◆ EXERCISE
Take the listing below and print exactly the lines starting at the line containing "pub struct Lexer" and ending at the line containing "Pattern for one", both ends included, and no others.

⁂

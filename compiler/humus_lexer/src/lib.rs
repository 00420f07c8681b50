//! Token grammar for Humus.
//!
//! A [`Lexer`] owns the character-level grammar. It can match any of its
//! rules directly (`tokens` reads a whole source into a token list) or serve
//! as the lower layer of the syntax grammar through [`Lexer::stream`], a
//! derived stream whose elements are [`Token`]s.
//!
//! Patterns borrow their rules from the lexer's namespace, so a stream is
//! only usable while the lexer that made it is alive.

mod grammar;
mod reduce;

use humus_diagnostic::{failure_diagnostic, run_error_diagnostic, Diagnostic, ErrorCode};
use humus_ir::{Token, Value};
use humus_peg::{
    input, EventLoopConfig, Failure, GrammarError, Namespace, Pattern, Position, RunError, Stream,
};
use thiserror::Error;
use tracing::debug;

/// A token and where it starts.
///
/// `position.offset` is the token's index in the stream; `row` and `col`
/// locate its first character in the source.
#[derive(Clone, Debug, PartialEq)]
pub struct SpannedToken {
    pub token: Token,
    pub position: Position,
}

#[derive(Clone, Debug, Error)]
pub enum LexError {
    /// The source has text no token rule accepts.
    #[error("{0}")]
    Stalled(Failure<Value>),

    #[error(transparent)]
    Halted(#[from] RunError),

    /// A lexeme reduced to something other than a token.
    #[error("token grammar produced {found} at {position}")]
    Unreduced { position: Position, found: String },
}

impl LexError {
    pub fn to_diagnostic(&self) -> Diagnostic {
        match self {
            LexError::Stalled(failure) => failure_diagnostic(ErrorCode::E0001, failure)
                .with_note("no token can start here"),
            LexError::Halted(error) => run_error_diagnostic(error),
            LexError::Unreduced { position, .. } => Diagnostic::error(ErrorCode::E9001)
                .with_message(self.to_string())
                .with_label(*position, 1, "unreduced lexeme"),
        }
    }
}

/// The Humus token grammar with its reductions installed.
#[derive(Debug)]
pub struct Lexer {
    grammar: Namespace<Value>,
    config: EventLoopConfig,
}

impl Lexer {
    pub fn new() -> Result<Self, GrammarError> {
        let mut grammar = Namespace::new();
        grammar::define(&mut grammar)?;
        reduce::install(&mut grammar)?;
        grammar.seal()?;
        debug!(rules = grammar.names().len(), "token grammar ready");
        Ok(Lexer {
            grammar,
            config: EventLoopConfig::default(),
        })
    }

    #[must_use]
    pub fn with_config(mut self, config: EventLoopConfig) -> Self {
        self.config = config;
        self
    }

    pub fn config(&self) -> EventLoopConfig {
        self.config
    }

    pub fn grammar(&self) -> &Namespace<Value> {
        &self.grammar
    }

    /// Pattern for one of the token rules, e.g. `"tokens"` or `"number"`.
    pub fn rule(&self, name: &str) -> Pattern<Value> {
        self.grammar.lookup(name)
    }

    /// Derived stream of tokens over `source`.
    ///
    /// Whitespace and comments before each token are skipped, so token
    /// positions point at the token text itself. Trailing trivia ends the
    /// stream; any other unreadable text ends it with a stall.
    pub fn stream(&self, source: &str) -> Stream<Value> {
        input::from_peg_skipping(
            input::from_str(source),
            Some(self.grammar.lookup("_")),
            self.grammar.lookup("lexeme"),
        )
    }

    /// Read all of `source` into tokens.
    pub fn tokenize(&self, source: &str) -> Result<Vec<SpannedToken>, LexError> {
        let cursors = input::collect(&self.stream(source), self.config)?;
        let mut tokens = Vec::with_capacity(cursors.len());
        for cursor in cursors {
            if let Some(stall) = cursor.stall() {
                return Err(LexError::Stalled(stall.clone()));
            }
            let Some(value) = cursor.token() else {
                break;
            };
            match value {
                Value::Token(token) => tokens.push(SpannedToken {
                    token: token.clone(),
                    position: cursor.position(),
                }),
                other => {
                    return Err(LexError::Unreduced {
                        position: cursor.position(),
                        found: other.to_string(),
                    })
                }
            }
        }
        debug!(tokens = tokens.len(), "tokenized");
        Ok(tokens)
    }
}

⁂

◆ SOLUTION TO THIS TASK
pub struct Lexer {
    grammar: Namespace<Value>,
    config: EventLoopConfig,
}

impl Lexer {
    pub fn new() -> Result<Self, GrammarError> {
        let mut grammar = Namespace::new();
        grammar::define(&mut grammar)?;
        reduce::install(&mut grammar)?;
        grammar.seal()?;
        debug!(rules = grammar.names().len(), "token grammar ready");
        Ok(Lexer {
            grammar,
            config: EventLoopConfig::default(),
        })
    }

    #[must_use]
    pub fn with_config(mut self, config: EventLoopConfig) -> Self {
        self.config = config;
        self
    }

    pub fn config(&self) -> EventLoopConfig {
        self.config
    }

    pub fn grammar(&self) -> &Namespace<Value> {
        &self.grammar
    }

    /// Pattern for one of the token rules, e.g. `"tokens"` or `"number"`.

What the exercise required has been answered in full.